◆ Required work
Your response should consist of the records, reproduced exactly.
——————
use std::sync::Arc;

use parking_lot::Mutex;

use crate::BackoffPolicy;
use crate::Batch;
use crate::ChangeItem;
use crate::Message;
use crate::MockTransport;
use crate::RoutingKey;
use crate::TransportConfig;

pub(crate) const TEST_ROUTING_PROPERTY: &str = "routing_key";

pub(crate) const TEST_QUEUE_NAME: &str = "k8s-events";

/// Builds an ADDED item whose message weighs exactly `len` bytes against
/// the batch ceiling. `current` is `tag` repeated, so batches can be
/// inspected by the first character of each body.
pub(crate) fn item_with_encoded_len(
    tag: char,
    len: usize,
    routing_key: &RoutingKey,
) -> ChangeItem<String> {
    let item = |padding: usize| ChangeItem::new(None, Some(tag.to_string().repeat(padding)));
    let wire_len = |padding: usize| {
        Message::json(
            item(padding).to_json_bytes().expect("serialize item"),
            TEST_ROUTING_PROPERTY,
            routing_key,
        )
        .encoded_len()
    };

    // every padding byte adds at least one wire byte, so search downwards
    let mut padding = len.saturating_sub(wire_len(0));
    while padding > 1 && wire_len(padding) > len {
        padding -= 1;
    }
    assert_eq!(wire_len(padding), len, "no item encodes to exactly {len} bytes");

    item(padding)
}

/// Header bytes of a batch the builder opens for `routing_key`
pub(crate) fn header_bytes(routing_key: &RoutingKey) -> usize {
    Batch::for_queue(TEST_QUEUE_NAME, routing_key.clone(), usize::MAX).header_bytes()
}

/// Tags of the items carried by `batch`, in order
pub(crate) fn batch_tags(batch: &Batch) -> String {
    batch
        .messages()
        .iter()
        .filter_map(|message| {
            let body: serde_json::Value = serde_json::from_slice(message.body()).ok()?;
            body["current"].as_str()?.chars().next()
        })
        .collect()
}

/// Transport mock that accepts everything and keeps a copy of each batch
pub(crate) fn recording_transport() -> (MockTransport, Arc<Mutex<Vec<Batch>>>) {
    let sent = Arc::new(Mutex::new(Vec::new()));
    let sent_clone = sent.clone();

    let mut transport = MockTransport::new();
    transport.expect_publish().returning(move |batch| {
        sent_clone.lock().push(batch.clone());
        Ok(())
    });
    transport.expect_close().returning(|| ());
    (transport, sent)
}

pub(crate) fn fast_backoff() -> BackoffPolicy {
    BackoffPolicy {
        max_retries: 3,
        timeout_ms: 500,
        base_delay_ms: 1,
        max_delay_ms: 5,
    }
}

pub(crate) fn transport_config_for_port(port: u16) -> TransportConfig {
    TransportConfig {
        endpoint: format!("http://127.0.0.1:{port}"),
        queue_name: TEST_QUEUE_NAME.to_string(),
        connect_timeout_ms: 1000,
        request_timeout_ms: 1000,
        ..Default::default()
    }
}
——————
◆ Written solution
use std::sync::Arc;

use parking_lot::Mutex;

use crate::BackoffPolicy;
use crate::Batch;
use crate::ChangeItem;
use crate::Message;
use crate::MockTransport;
use crate::RoutingKey;
use crate::TransportConfig;

pub(crate) const TEST_ROUTING_PROPERTY: &str = "routing_key";

pub(crate) const TEST_QUEUE_NAME: &str = "k8s-events";

/// Builds an ADDED item whose message weighs exactly `len` bytes against
/// the batch ceiling. `current` is `tag` repeated, so batches can be
/// inspected by the first character of each body.
pub(crate) fn item_with_encoded_len(
    tag: char,
    len: usize,
    routing_key: &RoutingKey,
) -> ChangeItem<String> {
    let item = |padding: usize| ChangeItem::new(None, Some(tag.to_string().repeat(padding)));
    let wire_len = |padding: usize| {
        Message::json(
            item(padding).to_json_bytes().expect("serialize item"),
            TEST_ROUTING_PROPERTY,
            routing_key,
        )
        .encoded_len()
    };

    // every padding byte adds at least one wire byte, so search downwards
    let mut padding = len.saturating_sub(wire_len(0));
    while padding > 1 && wire_len(padding) > len {
        padding -= 1;
    }
    assert_eq!(wire_len(padding), len, "no item encodes to exactly {len} bytes");

    item(padding)
}

/// Header bytes of a batch the builder opens for `routing_key`
pub(crate) fn header_bytes(routing_key: &RoutingKey) -> usize {
    Batch::for_queue(TEST_QUEUE_NAME, routing_key.clone(), usize::MAX).header_bytes()
}

/// Tags of the items carried by `batch`, in order
pub(crate) fn batch_tags(batch: &Batch) -> String {
    batch
        .messages()
        .iter()
        .filter_map(|message| {
            let body: serde_json::Value = serde_json::from_slice(message.body()).ok()?;
            body["current"].as_str()?.chars().next()
        })
        .collect()
}

/// Transport mock that accepts everything and keeps a copy of each batch
pub(crate) fn recording_transport() -> (MockTransport, Arc<Mutex<Vec<Batch>>>) {
    let sent = Arc::new(Mutex::new(Vec::new()));
    let sent_clone = sent.clone();

    let mut transport = MockTransport::new();
    transport.expect_publish().returning(move |batch| {
        sent_clone.lock().push(batch.clone());
        Ok(())
    });
    transport.expect_close().returning(|| ());
    (transport, sent)
}

pub(crate) fn fast_backoff() -> BackoffPolicy {
    BackoffPolicy {
        max_retries: 3,
        timeout_ms: 500,
        base_delay_ms: 1,
        max_delay_ms: 5,
    }
}

pub(crate) fn transport_config_for_port(port: u16) -> TransportConfig {
    TransportConfig {
        endpoint: format!("http://127.0.0.1:{port}"),
        queue_name: TEST_QUEUE_NAME.to_string(),
        connect_timeout_ms: 1000,
        request_timeout_ms: 1000,
        ..Default::default()
    }
}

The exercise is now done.